La questione a suo tempo però non riguardava solo l’opportunità di pubblicare o meno i dati così sensibili (la paura era che avrebbero potuto essere usati anche in modo improprio, ovvero per fini terroristici). Il problema era infatti spiegare anche la legittimità (utilità?) stessa di ricerche come queste. Per questo, esattamente un anno fa, sempre Science e Nature annunciarono una pausa di sessanta giorni sulla ricerca su H5N1.

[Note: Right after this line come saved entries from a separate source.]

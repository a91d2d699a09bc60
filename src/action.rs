//! Actions for the catalog list, the detail screen and the app shell.

use serde::{Deserialize, Serialize};

use crate::sprite::SpriteData;
use crate::state::{CatalogPage, EntryDetail};

#[derive(tui_dispatch::Action, Clone, Debug, PartialEq, Serialize, Deserialize)]
#[action(infer_categories)]
pub enum Action {
    Init,

    // ===== Catalog category =====
    /// Re-issue the request for the current page
    CatalogFetch,
    /// Result for `page`; ignored unless it is still the requested page
    CatalogDidLoad { page: u32, data: CatalogPage },
    CatalogDidError { page: u32, error: String },
    CatalogSelect(usize),

    // ===== Page category =====
    PageFirst,
    PagePrev,
    PageNext,
    PageLast,
    PageJumpOpen,
    PageJumpClose,
    PageJumpInput(String),
    PageJumpSubmit(String),

    // ===== Search category =====
    SearchStart,
    SearchQueryChange(String),
    SearchSubmit(String),
    SearchCancel,

    // ===== Detail category =====
    /// Open the detail screen for an identifier
    DetailOpen(String),
    DetailClose,
    DetailFetch,
    DetailDidLoad { id: String, entry: EntryDetail },
    DetailDidError { id: String, error: String },

    // ===== Sprite category =====
    SpriteNext,
    SpritePrev,
    SpriteDidLoad { url: String, sprite: SpriteData },
    SpriteDidError { url: String, error: String },

    // ===== Moves category =====
    MovesScroll(i16),

    // ===== Cry category =====
    CryPlay,
    CryDidFinish,
    CryDidError(String),

    // ===== Ui category =====
    UiTerminalResize(u16, u16),

    /// Force a re-render (cursor movement in text inputs)
    Render,
    Tick,
    Quit,
}
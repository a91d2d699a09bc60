//! Pagination arithmetic, the client-side name filter and identifier
//! extraction for the catalog list.

use crate::state::CatalogEntry;

/// Entries requested per page.
pub const PAGE_SIZE: u32 = 50;

/// A page navigation request from the list screen.
#[derive(Clone, Copy, Debug, PartialEq, Eq)]
pub enum PageNav {
    First,
    Prev,
    Next,
    Last,
    Jump(u32),
}

/// Offset for a 1-based page number.
pub fn page_offset(page: u32) -> u64 {
    u64::from(page.saturating_sub(1)) * u64::from(PAGE_SIZE)
}

/// `ceil(total / PAGE_SIZE)`.
pub fn total_pages(total: u64) -> u32 {
    let pages = total.div_ceil(u64::from(PAGE_SIZE));
    u32::try_from(pages).unwrap_or(u32::MAX)
}

/// Resolve a navigation request against the current page.
///
/// Returns the page to fetch, or `None` when the target is the current page
/// or falls outside `[1, total_pages]`.
pub fn navigate(current: u32, total_pages: u32, nav: PageNav) -> Option<u32> {
    let target = match nav {
        PageNav::First => 1,
        PageNav::Prev => current.checked_sub(1)?,
        PageNav::Next => current.checked_add(1)?,
        PageNav::Last => total_pages,
        PageNav::Jump(page) => page,
    };
    if target < 1 || target > total_pages || target == current {
        return None;
    }
    Some(target)
}

/// Collection endpoint URL for a page. `base` must end with `/`.
pub fn page_url(base: &str, page: u32) -> String {
    format!(
        "{base}pokemon/?limit={PAGE_SIZE}&offset={}",
        page_offset(page)
    )
}

/// Detail endpoint URL for an identifier.
pub fn entry_url(base: &str, id: &str) -> String {
    format!("{base}pokemon/{id}")
}

/// 1-based `(first, last)` positions shown on a page, as in
/// "Showing 51 - 100 of 1302". `None` when the page starts past `total`.
pub fn page_range(page: u32, total: u64) -> Option<(u64, u64)> {
    let first = page_offset(page) + 1;
    if first > total {
        return None;
    }
    let last = (u64::from(page) * u64::from(PAGE_SIZE)).min(total);
    Some((first, last))
}

/// Last non-empty path segment of a resource URL.
pub fn entry_id_from_url(url: &str) -> String {
    url.trim_end_matches('/')
        .rsplit('/')
        .next()
        .unwrap_or_default()
        .to_string()
}

/// Indices of the entries whose name contains `query`, ignoring case.
pub fn filter_indices(entries: &[CatalogEntry], query: &str) -> Vec<usize> {
    let query = query.to_lowercase();
    entries
        .iter()
        .enumerate()
        .filter(|(_, entry)| query.is_empty() || entry.name.to_lowercase().contains(&query))
        .map(|(idx, _)| idx)
        .collect()
}

/// Entries whose name contains `query`, ignoring case, in page order.
pub fn filter_entries<'a>(entries: &'a [CatalogEntry], query: &str) -> Vec<&'a CatalogEntry> {
    filter_indices(entries, query)
        .into_iter()
        .map(|idx| &entries[idx])
        .collect()
}
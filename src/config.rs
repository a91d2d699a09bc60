//! Runtime configuration assembled from the command line.

use std::path::PathBuf;

pub const DEFAULT_BASE_URL: &str = "https://pokeapi.co/api/v2/";

#[derive(Clone, Debug, PartialEq)]
pub struct Config {
    /// API base URL, normalized to end with `/`.
    pub base_url: String,
    pub initial_page: u32,
    /// Open the detail screen for this identifier on start.
    pub initial_id: Option<String>,
    pub log_file: Option<PathBuf>,
}

impl Default for Config {
    fn default() -> Self {
        Self {
            base_url: DEFAULT_BASE_URL.to_string(),
            initial_page: 1,
            initial_id: None,
            log_file: None,
        }
    }
}

impl Config {
    pub fn new(
        base_url: &str,
        initial_page: u32,
        initial_id: Option<String>,
        log_file: Option<PathBuf>,
    ) -> Self {
        Self {
            base_url: normalize_base_url(base_url),
            initial_page: initial_page.max(1),
            initial_id: initial_id
                .map(|id| id.trim().to_string())
                .filter(|id| !id.is_empty()),
            log_file,
        }
    }
}

/// Trim whitespace and make sure the URL ends with exactly one `/`.
pub fn normalize_base_url(url: &str) -> String {
    let trimmed = url.trim().trim_end_matches('/');
    if trimmed.is_empty() {
        return DEFAULT_BASE_URL.to_string();
    }
    format!("{trimmed}/")
}

#[cfg(test)]
mod tests {
    use super::*;

    #[test]
    fn test_normalize_adds_trailing_slash() {
        assert_eq!(
            normalize_base_url("http://localhost:8000/api/v2"),
            "http://localhost:8000/api/v2/"
        );
        assert_eq!(normalize_base_url(DEFAULT_BASE_URL), DEFAULT_BASE_URL);
        assert_eq!(normalize_base_url("  "), DEFAULT_BASE_URL);
    }

    #[test]
    fn test_config_clamps_page_and_drops_blank_id() {
        let config = Config::new("https://pokeapi.co/api/v2", 0, Some("  ".into()), None);
        assert_eq!(config.initial_page, 1);
        assert_eq!(config.initial_id, None);
        assert_eq!(config.base_url, DEFAULT_BASE_URL);
    }
}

Si era parlato di una vera pausa di riflessione, chiesta ai gruppi a capo delle ricerche per dar modo alla comunità scientifica di interrogarsi sui potenziali benefici di studi delicati e pericolosi come questi. “Riconosciamo il bisogno di spiegare chiaramente i benefici di questa importante ricerca e le misure prese per minimizzare i rischi”, scrivevano a suo tempo gli scienziati annunciando la moratoria. Una pausa anche per dar modo a governi e istituzioni di ripensare alle politiche di gestione di studi come questi. Quei sessanta giorni poi si sarebbero prolungati, così da assicurare tutto il tempo necessario per ridefinire la questione.
Oggi, però, i ricercatori sono pronti a mettere fine alla moratoria, ritenendo che abbia ormai prodotto gli effetti sperati. Ovvero la ricerca può riprendere, almeno in quei paesi che abbiano dato la loro approvazione, in cui cioè siano soddisfatte le richieste di biosicurezza che studi come questi reclamano (laboratori di Biosafety level 3+ ma anche 4, in alcuni casi).

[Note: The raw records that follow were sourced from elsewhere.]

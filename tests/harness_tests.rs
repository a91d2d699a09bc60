//! End-to-end flows with EffectStoreTestHarness: dispatch, drain effects,
//! complete the async side, render.

use pokedex_explorer::{
    action::Action,
    api,
    components::{CatalogView, CatalogViewProps, Component, DetailView, DetailViewProps},
    effect::Effect,
    reducer::reducer,
    state::{AppState, CatalogEntry, CatalogPage, Screen},
};
use crossterm::event::{KeyCode, KeyEvent, KeyModifiers};
use serde_json::json;
use tui_dispatch::testing::*;
use tui_dispatch::EventKind;

fn first_page() -> CatalogPage {
    CatalogPage {
        results: ["bulbasaur", "ivysaur", "venusaur"]
            .iter()
            .enumerate()
            .map(|(idx, name)| CatalogEntry {
                name: name.to_string(),
                url: format!("https://pokeapi.co/api/v2/pokemon/{}/", idx + 1),
            })
            .collect(),
        count: 1302,
    }
}

fn ivysaur_json() -> Vec<u8> {
    json!({
        "id": 2,
        "name": "ivysaur",
        "height": 10,
        "weight": 130,
        "base_experience": 142,
        "order": 2,
        "is_default": true,
        "species": { "name": "ivysaur", "url": "" },
        "types": [
            { "slot": 1, "type": { "name": "grass", "url": "" } },
            { "slot": 2, "type": { "name": "poison", "url": "" } }
        ],
        "stats": [
            { "base_stat": 60, "effort": 0, "stat": { "name": "hp", "url": "" } },
            { "base_stat": 62, "effort": 0, "stat": { "name": "attack", "url": "" } },
            { "base_stat": 80, "effort": 1, "stat": { "name": "special-attack", "url": "" } }
        ],
        "abilities": [
            { "ability": { "name": "overgrow", "url": "" }, "is_hidden": false, "slot": 1 }
        ],
        "sprites": {
            "front_default": "https://raw.githubusercontent.com/PokeAPI/sprites/master/sprites/pokemon/2.png"
        },
        "moves": [],
        "cries": { "latest": "https://raw.githubusercontent.com/PokeAPI/cries/main/cries/pokemon/latest/2.ogg" }
    })
    .to_string()
    .into_bytes()
}

#[test]
fn test_list_load_flow() {
    let mut harness = EffectStoreTestHarness::new(AppState::default(), reducer);

    harness.dispatch_collect(Action::Init);
    harness.assert_state(|s| s.catalog.loading);

    let effects = harness.drain_effects();
    effects.effects_count(1);
    effects.effects_first_matches(|e| matches!(e, Effect::LoadCatalogPage { page: 1, .. }));

    harness.complete_action(Action::CatalogDidLoad {
        page: 1,
        data: first_page(),
    });
    let (changed, total) = harness.process_emitted();
    assert_eq!(total, 1);
    assert_eq!(changed, 1);

    harness.assert_state(|s| !s.catalog.loading);
    harness.assert_state(|s| s.catalog.total_pages() == 27);
    harness.assert_state(|s| s.catalog.filtered.len() == 3);
}

#[test]
fn test_out_of_order_pages_keep_latest() {
    let mut harness = EffectStoreTestHarness::new(AppState::default(), reducer);
    harness.dispatch_collect(Action::CatalogDidLoad {
        page: 1,
        data: first_page(),
    });

    harness.dispatch_collect(Action::PageNext);
    harness.dispatch_collect(Action::PageNext);
    harness.assert_state(|s| s.catalog.page == 3);
    let effects = harness.drain_effects();
    effects.effects_count(2);

    // Page 3 resolves first, then the slower page 2 request
    harness.complete_action(Action::CatalogDidLoad {
        page: 3,
        data: CatalogPage {
            results: vec![CatalogEntry {
                name: "pidgey".into(),
                url: "https://pokeapi.co/api/v2/pokemon/16/".into(),
            }],
            count: 1302,
        },
    });
    harness.complete_action(Action::CatalogDidLoad {
        page: 2,
        data: first_page(),
    });
    let (changed, total) = harness.process_emitted();
    assert_eq!(total, 2);
    assert_eq!(changed, 1);

    harness.assert_state(|s| s.catalog.entries[0].name == "pidgey");
}

#[test]
fn test_open_detail_from_list() {
    let mut harness = EffectStoreTestHarness::new(AppState::default(), reducer);
    harness.dispatch_collect(Action::CatalogDidLoad {
        page: 1,
        data: first_page(),
    });
    harness.dispatch_collect(Action::CatalogSelect(1));

    // Same list as the harness holds, selection on the second entry
    let mut view_state = AppState::default();
    reducer(
        &mut view_state,
        Action::CatalogDidLoad {
            page: 1,
            data: first_page(),
        },
    );
    reducer(&mut view_state, Action::CatalogSelect(1));

    let mut list = CatalogView::new();
    let enter = EventKind::Key(KeyEvent::new(KeyCode::Enter, KeyModifiers::NONE));
    let actions: Vec<_> = list
        .handle_event(
            &enter,
            CatalogViewProps {
                state: &view_state,
                is_focused: true,
            },
        )
        .into_iter()
        .collect();
    actions.assert_first(Action::DetailOpen("2".into()));

    for action in actions {
        harness.dispatch_collect(action);
    }
    harness.assert_state(|s| s.screen == Screen::Detail);
    harness.assert_state(|s| s.detail.entry.is_loading());

    let effects = harness.drain_effects();
    effects.effects_count(1);
    effects.effects_first_matches(|e| {
        matches!(e, Effect::LoadEntry { id, url } if id == "2" && url.ends_with("/pokemon/2"))
    });

    let url = "https://pokeapi.co/api/v2/pokemon/2";
    let entry = api::decode_entry_detail(url, &ivysaur_json()).expect("fixture decodes");
    harness.complete_action(Action::DetailDidLoad {
        id: "2".into(),
        entry,
    });
    harness.process_emitted();
    harness.assert_state(|s| s.detail.entry.is_loaded());
    harness.assert_state(|s| s.detail.sprite.is_loading());

    let mut detail = DetailView;
    let output = harness.render_plain(100, 30, |frame, area, state| {
        detail.render(
            frame,
            area,
            DetailViewProps {
                state,
                is_focused: true,
            },
        );
    });
    assert!(output.contains("#002 Ivysaur"), "{output}");
    assert!(output.contains(" 80 "), "{output}");
    assert!(output.contains("1 m"), "{output}");
    assert!(output.contains("13 kg"), "{output}");
}

#[test]
fn test_detail_error_renders_failure() {
    let mut harness = EffectStoreTestHarness::new(AppState::default(), reducer);
    harness.dispatch_collect(Action::DetailOpen("99999".into()));
    harness.complete_action(Action::DetailDidError {
        id: "99999".into(),
        error: "https://pokeapi.co/api/v2/pokemon/99999 returned HTTP 404".into(),
    });
    harness.process_emitted();
    harness.assert_state(|s| s.detail.entry.is_failed());

    let mut detail = DetailView;
    let output = harness.render_plain(80, 20, |frame, area, state| {
        detail.render(
            frame,
            area,
            DetailViewProps {
                state,
                is_focused: true,
            },
        );
    });
    assert!(output.contains("Failed to load Pokemon data"), "{output}");
}

#[test]
fn test_cry_lifecycle() {
    let mut harness = EffectStoreTestHarness::new(AppState::default(), reducer);
    harness.dispatch_collect(Action::DetailOpen("2".into()));
    let entry = api::decode_entry_detail("fixture", &ivysaur_json()).expect("fixture decodes");
    harness.dispatch_collect(Action::DetailDidLoad {
        id: "2".into(),
        entry,
    });
    harness.drain_effects();

    harness.dispatch_collect(Action::CryPlay);
    harness.assert_state(|s| s.detail.cry_playing);
    let effects = harness.drain_effects();
    effects.effects_first_matches(|e| matches!(e, Effect::PlayCry { url } if url.ends_with("2.ogg")));

    harness.complete_action(Action::CryDidFinish);
    harness.process_emitted();
    harness.assert_state(|s| !s.detail.cry_playing);
}

#[test]
fn test_list_render_after_failure() {
    let mut harness = EffectStoreTestHarness::new(AppState::default(), reducer);
    harness.dispatch_collect(Action::Init);
    harness.complete_action(Action::CatalogDidError {
        page: 1,
        error: "request to https://pokeapi.co/api/v2/pokemon/ failed".into(),
    });
    harness.process_emitted();

    let mut list = CatalogView::new();
    let output = harness.render_plain(100, 24, |frame, area, state| {
        list.render(
            frame,
            area,
            CatalogViewProps {
                state,
                is_focused: true,
            },
        );
    });
    assert!(output.contains("Total: 0"), "{output}");
    assert!(output.contains("No Pokemon found."), "{output}");
    assert!(!output.contains("Showing"), "{output}");
}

Ma come scrivono nella loro lettere anche Kawaoka e Fouchier, la ripresa degli studi su H5N1 significa anche che i benefici di questo tipo di ricerca sono stati compresi, come scrivono: “Dal momento che studi sulla trasmissione del virus H5N1 sono essenziali per una preparazione alla pandemia e per comprendere l’adattamento dei virus influenzali ai mammiferi, i ricercatori che hanno ricevuto approvazioni dai loro governi e dalle loro istituzioni per condurre questo tipo di ricerca senza rischi, sotto appropriate condizioni di biosicurezza, hanno una responsabilità pubblica di riprendere questo importante lavoro. Gli scienziati non devono riprendere le loro attività invece nei paesi dove, ancora, nessuna decisione è stata raggiunta circa le condizioni per la ricerca sulla trasmissione del virus H5N1”.

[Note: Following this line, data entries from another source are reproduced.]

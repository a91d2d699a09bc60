//! Pokedex Explorer - PokeAPI catalog browser built on tui-dispatch
//!
//! The binary wires terminal, event bus and effect handler; everything
//! else lives here so it can be tested without a terminal.

pub mod action;
pub mod api;
pub mod audio;
pub mod catalog;
pub mod components;
pub mod config;
pub mod display;
pub mod effect;
pub mod logging;
pub mod reducer;
pub mod sprite;
pub mod state;
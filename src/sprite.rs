//! Sprite decoding and half-block rendering.
//!
//! Each terminal cell shows two vertically stacked pixels using `▀` with the
//! top pixel as foreground and the bottom pixel as background.

use image::GenericImageView;
use ratatui::{
    style::{Color, Style},
    text::{Line, Span},
};
use serde::{Deserialize, Serialize};

/// Largest edge kept after decoding; official artwork is downscaled to this.
pub const MAX_SPRITE_EDGE: u32 = 96;
const ALPHA_CUTOFF: u8 = 64;
const UPPER_HALF: &str = "\u{2580}";

/// Decoded RGBA pixels, row-major.
#[derive(Clone, Debug, PartialEq, Serialize, Deserialize)]
pub struct SpriteData {
    pub width: u32,
    pub height: u32,
    pub pixels: Vec<u8>,
}

impl SpriteData {
    pub fn pixel(&self, x: u32, y: u32) -> Option<Color> {
        if x >= self.width || y >= self.height {
            return None;
        }
        let idx = ((y * self.width + x) * 4) as usize;
        let rgba = self.pixels.get(idx..idx + 4)?;
        if rgba[3] < ALPHA_CUTOFF {
            return None;
        }
        Some(Color::Rgb(rgba[0], rgba[1], rgba[2]))
    }

    /// Tight bounds of the opaque pixels as `(x, y, width, height)`.
    pub fn opaque_bounds(&self) -> Option<(u32, u32, u32, u32)> {
        let mut min_x = u32::MAX;
        let mut min_y = u32::MAX;
        let mut max_x = 0;
        let mut max_y = 0;
        for y in 0..self.height {
            for x in 0..self.width {
                if self.pixel(x, y).is_some() {
                    min_x = min_x.min(x);
                    min_y = min_y.min(y);
                    max_x = max_x.max(x);
                    max_y = max_y.max(y);
                }
            }
        }
        if min_x == u32::MAX {
            return None;
        }
        Some((min_x, min_y, max_x - min_x + 1, max_y - min_y + 1))
    }
}

pub fn decode_sprite(bytes: &[u8]) -> Result<SpriteData, String> {
    let image = image::load_from_memory(bytes).map_err(|err| err.to_string())?;
    let (width, height) = image.dimensions();
    let image = if width > MAX_SPRITE_EDGE || height > MAX_SPRITE_EDGE {
        image.thumbnail(MAX_SPRITE_EDGE, MAX_SPRITE_EDGE)
    } else {
        image
    };
    let rgba = image.to_rgba8();
    let (width, height) = rgba.dimensions();
    Ok(SpriteData {
        width,
        height,
        pixels: rgba.into_raw(),
    })
}

/// Render the opaque part of a sprite into at most `max_cols` x `max_rows`
/// cells, keeping the aspect ratio (one cell = one pixel wide, two tall).
pub fn half_block_lines(sprite: &SpriteData, max_cols: u16, max_rows: u16) -> Vec<Line<'static>> {
    let Some((x0, y0, w, h)) = sprite.opaque_bounds() else {
        return Vec::new();
    };
    if max_cols == 0 || max_rows == 0 {
        return Vec::new();
    }
    let max_w = f32::from(max_cols);
    let max_h = f32::from(max_rows) * 2.0;
    let scale = (max_w / w as f32).min(max_h / h as f32).min(1.0);
    let cols = ((w as f32 * scale).round() as u32).max(1);
    let pixel_rows = ((h as f32 * scale).round() as u32).max(1);

    let sample = |col: u32, row: u32| -> Option<Color> {
        if row >= pixel_rows {
            return None;
        }
        let sx = x0 + (col * w / cols).min(w - 1);
        let sy = y0 + (row * h / pixel_rows).min(h - 1);
        sprite.pixel(sx, sy)
    };

    (0..pixel_rows.div_ceil(2))
        .map(|cell_row| {
            let spans = (0..cols)
                .map(|col| {
                    let top = sample(col, cell_row * 2);
                    let bottom = sample(col, cell_row * 2 + 1);
                    match (top, bottom) {
                        (None, None) => Span::raw(" "),
                        (Some(top), None) => Span::styled(UPPER_HALF, Style::default().fg(top)),
                        (None, Some(bottom)) => {
                            Span::styled("\u{2584}", Style::default().fg(bottom))
                        }
                        (Some(top), Some(bottom)) => {
                            Span::styled(UPPER_HALF, Style::default().fg(top).bg(bottom))
                        }
                    }
                })
                .collect::<Vec<_>>();
            Line::from(spans)
        })
        .collect()
}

Una decisione, quindi, che parte dalla piena coscienza delle condizioni in cui opera la ricerca, non dimenticando però che questo tipo di studi, così come tutti quelli che riguardano gli agenti infettivi non sono privi di rischi. “Ma”, e così concludono gli esperti: “dal momento che esiste in natura il rischio che emerga un virus H5N1 capace di trasmettersi tra i mammiferi, i benefici di questo lavoro superano i rischi”.